The SOC 2 standard includes reporting that allows for the issuance of a SOC 2 Type 1 and/or Type 2 assessment, for which NDNB offers to businesses throughout North America and other select regions. Compliance with the SOC 2 standard requires in-depth technical knowledge and auditing expertise in today’s challenging and complex business arena. All the more reason to trust the experts at NDNB for all your SOC 2 reporting needs.

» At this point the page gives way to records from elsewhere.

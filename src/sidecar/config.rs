//! Launch specification for a sidecar container.

use std::collections::BTreeMap;
use std::fmt;
use std::str::FromStr;
use std::sync::Arc;

use crate::sidecar::error::{Result, SidecarError};
use crate::sidecar::probe::ProbeError;

/// Caller-supplied readiness predicate.
///
/// Returning `Ok(false)` or `Err(ProbeError::NotReady)` counts as a failed
/// attempt. `Err(ProbeError::Fatal)` aborts the readiness wait.
pub type Predicate = Arc<dyn Fn() -> std::result::Result<bool, ProbeError> + Send + Sync>;

/// Wrap a closure as a [`Predicate`].
pub fn predicate<F>(f: F) -> Predicate
where
    F: Fn() -> std::result::Result<bool, ProbeError> + Send + Sync + 'static,
{
    Arc::new(f)
}

/// How readiness is requested when building a [`LaunchSpec`].
#[derive(Clone, Default)]
pub enum Readiness {
    /// TCP connect probe on the first exposed port.
    #[default]
    Tcp,
    /// TCP connect probe on an explicit port.
    TcpPort(u16),
    /// Custom predicate.
    Custom(Predicate),
}

impl Readiness {
    /// Readiness decided by a caller-supplied predicate.
    pub fn custom<F>(f: F) -> Self
    where
        F: Fn() -> std::result::Result<bool, ProbeError> + Send + Sync + 'static,
    {
        Readiness::Custom(predicate(f))
    }
}

impl fmt::Debug for Readiness {
    fn fmt(&self, f: &mut fmt::Formatter<'_>) -> fmt::Result {
        match self {
            Readiness::Tcp => f.write_str("Tcp"),
            Readiness::TcpPort(port) => f.debug_tuple("TcpPort").field(port).finish(),
            Readiness::Custom(_) => f.write_str("Custom(<predicate>)"),
        }
    }
}

/// Resolved readiness check carried by a validated [`LaunchSpec`].
#[derive(Clone)]
pub enum ReadinessCheck {
    /// Connect to this published port.
    Tcp {
        /// Port on the container host.
        port: u16,
    },
    /// Invoke the predicate.
    Custom(Predicate),
}

impl ReadinessCheck {
    /// Port probed by the TCP variant.
    pub fn port(&self) -> Option<u16> {
        match self {
            ReadinessCheck::Tcp { port } => Some(*port),
            ReadinessCheck::Custom(_) => None,
        }
    }
}

impl fmt::Debug for ReadinessCheck {
    fn fmt(&self, f: &mut fmt::Formatter<'_>) -> fmt::Result {
        match self {
            ReadinessCheck::Tcp { port } => f.debug_struct("Tcp").field("port", port).finish(),
            ReadinessCheck::Custom(_) => f.write_str("Custom(<predicate>)"),
        }
    }
}

/// A `hostPath:containerPath` bind mount.
#[derive(Debug, Clone, PartialEq, Eq)]
pub struct Mount {
    /// Path on the host.
    pub host_path: String,
    /// Path inside the container.
    pub container_path: String,
}

impl Mount {
    pub fn new(host_path: impl Into<String>, container_path: impl Into<String>) -> Self {
        Self {
            host_path: host_path.into(),
            container_path: container_path.into(),
        }
    }
}

impl fmt::Display for Mount {
    fn fmt(&self, f: &mut fmt::Formatter<'_>) -> fmt::Result {
        write!(f, "{}:{}", self.host_path, self.container_path)
    }
}

impl FromStr for Mount {
    type Err = SidecarError;

    /// Splits on the last `:` so that Windows drive letters stay in the host path.
    fn from_str(s: &str) -> Result<Self> {
        match s.rsplit_once(':') {
            Some((host, container)) if !host.is_empty() && !container.is_empty() => {
                Ok(Mount::new(host, container))
            }
            _ => Err(SidecarError::InvalidSpec {
                reason: format!("mount '{s}' is not of the form hostPath:containerPath"),
            }),
        }
    }
}

/// Immutable description of the container to run.
///
/// Built through [`LaunchSpec::builder`]; the only validation is that at
/// least one port is exposed. Everything else is the runtime's concern.
#[derive(Debug, Clone)]
pub struct LaunchSpec {
    image: String,
    ports: Vec<u16>,
    command: Option<Vec<String>>,
    env: BTreeMap<String, String>,
    mounts: Vec<Mount>,
    readiness: ReadinessCheck,
}

impl LaunchSpec {
    /// Start building a spec for `image` publishing `ports`.
    pub fn builder(image: impl Into<String>, ports: impl Into<Vec<u16>>) -> LaunchSpecBuilder {
        LaunchSpecBuilder {
            image: image.into(),
            ports: ports.into(),
            command: None,
            env: BTreeMap::new(),
            mounts: Vec::new(),
            readiness: Readiness::default(),
        }
    }

    /// Image reference, possibly with a tag.
    pub fn image(&self) -> &str {
        &self.image
    }

    /// Published ports; container port equals host port. Never empty.
    pub fn ports(&self) -> &[u16] {
        &self.ports
    }

    /// First exposed port.
    pub fn primary_port(&self) -> u16 {
        self.ports[0]
    }

    pub fn command(&self) -> Option<&[String]> {
        self.command.as_deref()
    }

    pub fn env(&self) -> &BTreeMap<String, String> {
        &self.env
    }

    pub fn mounts(&self) -> &[Mount] {
        &self.mounts
    }

    pub fn readiness(&self) -> &ReadinessCheck {
        &self.readiness
    }
}

/// Builder for [`LaunchSpec`].
#[derive(Debug, Clone)]
pub struct LaunchSpecBuilder {
    image: String,
    ports: Vec<u16>,
    command: Option<Vec<String>>,
    env: BTreeMap<String, String>,
    mounts: Vec<Mount>,
    readiness: Readiness,
}

impl LaunchSpecBuilder {
    /// Override the image's default command.
    pub fn command<I, S>(mut self, command: I) -> Self
    where
        I: IntoIterator<Item = S>,
        S: Into<String>,
    {
        self.command = Some(command.into_iter().map(Into::into).collect());
        self
    }

    /// Set a single environment variable.
    pub fn env_var(mut self, key: impl Into<String>, value: impl Into<String>) -> Self {
        self.env.insert(key.into(), value.into());
        self
    }

    /// Merge a set of environment variables.
    pub fn envs<I, K, V>(mut self, vars: I) -> Self
    where
        I: IntoIterator<Item = (K, V)>,
        K: Into<String>,
        V: Into<String>,
    {
        self.env
            .extend(vars.into_iter().map(|(k, v)| (k.into(), v.into())));
        self
    }

    /// Add a bind mount.
    pub fn mount(mut self, mount: Mount) -> Self {
        self.mounts.push(mount);
        self
    }

    pub fn readiness(mut self, readiness: Readiness) -> Self {
        self.readiness = readiness;
        self
    }

    /// Validate and freeze the spec.
    pub fn build(self) -> Result<LaunchSpec> {
        let Some(&first) = self.ports.first() else {
            return Err(SidecarError::InvalidSpec {
                reason: "at least one port must be exposed".to_string(),
            });
        };
        if self.ports.contains(&0) {
            return Err(SidecarError::InvalidSpec {
                reason: "ports must be positive".to_string(),
            });
        }

        let readiness = match self.readiness {
            Readiness::Tcp => ReadinessCheck::Tcp { port: first },
            Readiness::TcpPort(port) => ReadinessCheck::Tcp { port },
            Readiness::Custom(predicate) => ReadinessCheck::Custom(predicate),
        };

        Ok(LaunchSpec {
            image: self.image,
            ports: self.ports,
            command: self.command,
            env: self.env,
            mounts: self.mounts,
            readiness,
        })
    }
}
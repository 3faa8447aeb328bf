//! Configuration resolved from the environment.
//!
//! `.env` loading is the binary's job; everything here reads the process
//! environment exactly once per `from_env` call.

mod helpers;
pub mod qdrant;

pub use qdrant::{QdrantConfig, TlsPaths};

use crate::config::helpers::optional_env;
use crate::error::ConfigError;

/// Variable naming the address at which published container ports are reachable.
pub const HOST_VAR: &str = "SIDECAR_HOST";
pub const DEFAULT_HOST: &str = "localhost";

/// Top-level configuration.
#[derive(Debug, Clone)]
pub struct Config {
    /// Address consumers use to reach the sidecar's published ports.
    pub host: String,
    pub qdrant: QdrantConfig,
}

impl Config {
    pub fn from_env() -> Result<Self, ConfigError> {
        let host = optional_env(HOST_VAR)?.unwrap_or_else(|| DEFAULT_HOST.to_string());
        validate_host(&host)?;

        Ok(Self {
            host,
            qdrant: QdrantConfig::resolve()?,
        })
    }
}

/// The host is spliced into URLs, so it must be a bare host name or address.
fn validate_host(host: &str) -> Result<(), ConfigError> {
    if host.contains("://") || host.contains('/') || host.chars().any(char::is_whitespace) {
        return Err(ConfigError::InvalidValue {
            key: HOST_VAR.to_string(),
            message: format!("'{host}' must be a bare host name or IP address, not a URL"),
        });
    }
    Ok(())
}

#[cfg(test)]
mod tests {
    use super::*;

    #[test]
    fn test_validate_host() {
        assert!(validate_host("localhost").is_ok());
        assert!(validate_host("172.17.0.1").is_ok());
        assert!(validate_host("host.docker.internal").is_ok());

        assert!(matches!(
            validate_host("http://localhost"),
            Err(ConfigError::InvalidValue { .. })
        ));
        assert!(validate_host("localhost/qdrant").is_err());
        assert!(validate_host("local host").is_err());
    }
}
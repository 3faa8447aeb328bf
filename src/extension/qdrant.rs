//! Qdrant vector database extension.

use std::sync::Arc;

use async_trait::async_trait;

use crate::config::QdrantConfig;
use crate::extension::{ConnectionInfo, ContainerExtension, Extension};
use crate::sidecar::{ContainerRuntime, Result, RetryGate, SidecarManager};

/// Logical name; the container is named `ls-ext-qdrant-extension`.
pub const EXTENSION_NAME: &str = "qdrant-extension";

/// Runs Qdrant as a sidecar and describes its HTTP and gRPC endpoints.
#[derive(Debug)]
pub struct QdrantExtension {
    inner: ContainerExtension,
    config: QdrantConfig,
}

impl QdrantExtension {
    /// Build the launch spec from `config` and bind it to `runtime`.
    ///
    /// `host` is the address at which the published ports are reachable.
    pub fn new(
        config: &QdrantConfig,
        host: impl Into<String>,
        runtime: Arc<dyn ContainerRuntime>,
    ) -> Result<Self> {
        let spec = config.launch_spec()?;
        let manager = SidecarManager::new(EXTENSION_NAME, spec, host, runtime);

        Ok(Self {
            inner: ContainerExtension::new(manager),
            config: config.clone(),
        })
    }

    /// Replace the default readiness cadence.
    pub fn with_retry(self, retry: RetryGate) -> Self {
        let manager = self.inner.into_manager().with_retry(retry);
        Self {
            inner: ContainerExtension::new(manager),
            config: self.config,
        }
    }

    pub fn manager(&self) -> &SidecarManager {
        self.inner.manager()
    }
}

#[async_trait]
impl Extension for QdrantExtension {
    fn name(&self) -> &str {
        self.inner.name()
    }

    fn on_extension_load(&self) {
        self.inner.load();
    }

    async fn on_platform_start(&self) -> Result<()> {
        self.inner.start().await
    }

    async fn on_platform_shutdown(&self) {
        self.inner.shutdown().await;
    }

    fn connection_info(&self) -> ConnectionInfo {
        self.config.connection_info(self.manager().host())
    }
}

#[cfg(test)]
mod tests {
    use std::time::Duration;

    use pretty_assertions::assert_eq;
    use tokio::net::TcpListener;

    use super::*;
    use crate::config::qdrant::{TLS_CERT_VAR, TLS_KEY_VAR};
    use crate::extension::Protocol;
    use crate::sidecar::{SidecarError, SidecarState};
    use crate::testing::StubRuntime;

    fn extension(config: &QdrantConfig, runtime: Arc<StubRuntime>) -> QdrantExtension {
        QdrantExtension::new(config, "127.0.0.1", runtime)
            .unwrap()
            .with_retry(RetryGate::new(5, Duration::from_millis(20)))
    }

    #[test]
    fn test_container_name() {
        let ext = extension(&QdrantConfig::default(), Arc::new(StubRuntime::new()));
        assert_eq!(ext.name(), "qdrant-extension");
        assert_eq!(ext.manager().container_name(), "ls-ext-qdrant-extension");
    }

    #[test]
    fn test_connection_info_without_tls() {
        let ext = extension(&QdrantConfig::default(), Arc::new(StubRuntime::new()));

        assert_eq!(
            ext.connection_info(),
            ConnectionInfo {
                host: "127.0.0.1".to_string(),
                port: 6333,
                grpc_port: Some(6334),
                protocol: Protocol::Http,
                url: "http://127.0.0.1:6333".to_string(),
                grpc_url: Some("http://127.0.0.1:6334".to_string()),
            }
        );
    }

    #[test]
    fn test_connection_info_with_tls() {
        let config = QdrantConfig::resolve_from([
            (TLS_CERT_VAR, "/certs/cert.pem"),
            (TLS_KEY_VAR, "/certs/key.pem"),
        ]);
        let ext = extension(&config, Arc::new(StubRuntime::new()));
        let info = ext.connection_info();

        assert_eq!(info.protocol, Protocol::Https);
        assert!(info.url.starts_with("https://"));
        assert!(info.grpc_url.unwrap().starts_with("https://"));
    }

    #[tokio::test]
    async fn test_start_against_listening_port() {
        let http = TcpListener::bind("127.0.0.1:0").await.unwrap();
        let config = QdrantConfig {
            http_port: http.local_addr().unwrap().port(),
            grpc_port: 6334,
            ..Default::default()
        };
        let runtime = Arc::new(StubRuntime::new());
        let ext = extension(&config, runtime.clone());

        ext.on_extension_load();
        ext.on_platform_start().await.unwrap();

        assert_eq!(ext.manager().state().await, SidecarState::Running);
        assert_eq!(runtime.run_calls(), 1);
        assert_eq!(
            runtime.requests()[0].image,
            "qdrant/qdrant:latest".to_string()
        );

        let info = ext.connection_info();
        assert_eq!(info.port, config.http_port);
        assert_eq!(info.protocol, Protocol::Http);

        ext.on_platform_shutdown().await;
        assert_eq!(ext.manager().state().await, SidecarState::Stopped);
        assert!(!runtime.is_present("ls-ext-qdrant-extension"));
    }

    #[tokio::test]
    async fn test_start_times_out_when_nothing_listens() {
        let port = {
            let listener = TcpListener::bind("127.0.0.1:0").await.unwrap();
            listener.local_addr().unwrap().port()
        };
        let config = QdrantConfig {
            http_port: port,
            ..Default::default()
        };
        let runtime = Arc::new(StubRuntime::new());
        let ext = extension(&config, runtime.clone());

        let err = ext.on_platform_start().await.unwrap_err();

        assert!(matches!(
            err,
            SidecarError::ReadinessTimeout { attempts: 5, .. }
        ));
        assert_eq!(ext.manager().state().await, SidecarState::Failed);
        assert!(!runtime.is_present("ls-ext-qdrant-extension"));
    }
}
//! Error types for sidecar management.

use std::time::Duration;

use thiserror::Error;

/// Result type for sidecar operations.
pub type Result<T> = std::result::Result<T, SidecarError>;

/// Errors that can occur during sidecar management.
///
/// `Clone` so that one memoized start outcome can be handed to every caller
/// of [`SidecarManager::start`](crate::sidecar::SidecarManager::start).
#[derive(Debug, Clone, PartialEq, Eq, Error)]
pub enum SidecarError {
    /// The launch specification is unusable.
    #[error("Invalid launch spec: {reason}")]
    InvalidSpec {
        /// What was wrong with it.
        reason: String,
    },

    /// Docker is not available.
    #[error("Docker not available: {reason}")]
    DockerNotAvailable {
        /// Reason why Docker is unavailable.
        reason: String,
    },

    /// The container runtime rejected the run request.
    #[error("Failed to start container '{name}': {reason}")]
    ContainerStart {
        /// Container name.
        name: String,
        /// Reason for failure.
        reason: String,
    },

    /// The readiness probe never succeeded.
    #[error(
        "{target} not ready after {attempts} attempts ({interval:?} apart): {last_reason}"
    )]
    ReadinessTimeout {
        /// What was being probed.
        target: String,
        /// Number of probe attempts made.
        attempts: u32,
        /// Delay between attempts.
        interval: Duration,
        /// Failure reported by the final attempt.
        last_reason: String,
    },

    /// A custom readiness predicate failed in a way that must not be retried.
    #[error("Readiness probe for {target} aborted: {reason}")]
    ProbeAborted {
        /// What was being probed.
        target: String,
        /// Reason for the abort.
        reason: String,
    },

    /// `stop()` ran before the sidecar became ready.
    #[error("Sidecar '{name}' was stopped before it became ready")]
    AlreadyStopped {
        /// Container name.
        name: String,
    },

    /// An earlier `start()` was cancelled mid-launch, leaving the outcome
    /// unknown.
    #[error("Start of sidecar '{name}' was interrupted while in progress")]
    StartInterrupted {
        /// Container name.
        name: String,
    },
}
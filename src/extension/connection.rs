//! Endpoint description handed to consumers of a sidecar.

use std::fmt;

use serde::Serialize;

/// URL scheme the sidecar serves.
#[derive(Debug, Clone, Copy, PartialEq, Eq, Serialize)]
#[serde(rename_all = "lowercase")]
pub enum Protocol {
    Http,
    Https,
}

impl Protocol {
    /// `https` iff TLS is enabled.
    pub fn for_tls(tls: bool) -> Self {
        if tls { Protocol::Https } else { Protocol::Http }
    }

    pub fn as_str(&self) -> &'static str {
        match self {
            Protocol::Http => "http",
            Protocol::Https => "https",
        }
    }
}

impl fmt::Display for Protocol {
    fn fmt(&self, f: &mut fmt::Formatter<'_>) -> fmt::Result {
        f.write_str(self.as_str())
    }
}

/// Where and how to reach a sidecar.
///
/// Derived on demand from static configuration; never cached.
#[derive(Debug, Clone, PartialEq, Eq, Serialize)]
pub struct ConnectionInfo {
    pub host: String,
    pub port: u16,
    #[serde(skip_serializing_if = "Option::is_none")]
    pub grpc_port: Option<u16>,
    pub protocol: Protocol,
    pub url: String,
    #[serde(skip_serializing_if = "Option::is_none")]
    pub grpc_url: Option<String>,
}

impl ConnectionInfo {
    /// Compose the endpoint description. No network calls.
    pub fn derive(host: &str, port: u16, grpc_port: Option<u16>, tls: bool) -> Self {
        let protocol = Protocol::for_tls(tls);
        // IPv6 literals need brackets inside a URL.
        let url_host = if host.contains(':') {
            format!("[{host}]")
        } else {
            host.to_string()
        };

        Self {
            host: host.to_string(),
            port,
            grpc_port,
            protocol,
            url: format!("{protocol}://{url_host}:{port}"),
            grpc_url: grpc_port.map(|grpc| format!("{protocol}://{url_host}:{grpc}")),
        }
    }
}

So out with the old and in with the new – as the old saying goes, as the AICPA SOC framework has successfully replaced the well-aged, one size fits all SAS 70 auditing standard for reporting periods on or after June 15, 2011. And now the SSAE 16 standard has been replaced with the SSAE 18 standard for May 1, 2018. It’s a new world of regulatory compliance, one filled with heavy mandates for annual audits, for which you’ll need to know the following regarding the SOC 2 standard:
SOC 2 Standard – Type 1 and Type 2 Reports – What you Need to Know and Why
SOC 1 vs. SOC 2: Many service organizations shifted from SAS 70 immediately to SSAE 16 SOC 1 reporting, and now to SSAE 18 SOC 1 reporting – but not so fast – as the SOC 1 framework is actually geared towards companies providing services that could impact their clients’ actual financial reporting. SOC 2, on the other hand, is heavily weighted towards today’s tech companies, such as cloud computing vendors, data analytics, SaaS models, data centers, managed services providers, and more. There is a big difference between SOC 1 and SOC 2 – differences you need to be aware of before embarking on either one of these audits.
Trust Services Principles and Criteria: SOC 2 assessments require testing against the following five (5) AICPA Trust Services Principles and Criteria (TSPC): (1). Security. (2). Availability. (3). Processing Integrity. (4). Confidentiality. (5). Privacy. As to which one of the five (5) TSPC to test against, that depends on a number of factors, such as client expectations, market demands, and more. While every SOC 2 candidate tests against the baseline “Security” TSPC, after that, there’s much discussion to be had as to the remaining four (4) TSP’s.
Audit Scope and Business Process: A critical element for ensuring your SOC 2 assessment is successful is identifying the relevant business processes to be included within the audit itself. Is the entire enterprise-wide operations included, or just a subset of the service organization’s businesses. Are you clients expecting – and demanding – that certain processes be included, or are they requesting a SOC 2 audit with no real specifics? These are questions that need to be addressed, and answered.
Remediation is Key: Correcting and enhancing operational, security, and infrastructure deficiencies is critical for ensuring a successful SOC 2 audit, and every service organization will have some type of remediation to undertake – trust on this one. From inadequate processes to missing security controls – and more – remediation is a large part of the SOC 2 landscape, and it’s also the main reason why businesses undertake a SOC 2 readiness assessment for helping identify internal control weaknesses.
Operational controls are Critical: A successful SOC 2 assessment – one that allows a service organization to obtain a clean, “unqualified opinion” simply doesn’t happen without having formalized processes and procedures in place. Developing formalized processes can be incredibly time-consuming and expensive, and it’s why NDNB offers extensive services and solutions for helping businesses become SOC 2 compliant. Businesses don’t have hundreds of hours to allot to time-consuming process development – we get it – so turn to the experts today at NDNB.
I.T. Controls are Critical: Remember that the actual SOC 2 assessment framework – which includes the Trust Services Principles Criteria (TSPC) – is an ideal assessment process for technology oriented service organizations, which means one’s I.T. controls will be thoroughly assessed during the actual audit process. This means that all information security related elements – formalized procedures, and processes – must be well documented and functioning and designed. This often requires remediation in a number of areas, most notably regarding system configuration changes, such as enhancing firewall rulesets, strengthening access controls, developing formalized incident response procedures, and much more. NDNB can assist in providing hands-on expertise as needed for ensuring the safety and security of one’s I.T. infrastructure.
- SOC 2 audit reports are an important element of the AICPA Service Organization Control (SOC) reporting framework.
- Organizations can opt for a SOC 2 Type 1 or a SOC 2 Type 2 report.
- SOC 2 reports are different from SOC 1 reports.
- SOC 2 audit reports are geared towards many of today’s technology oriented companies.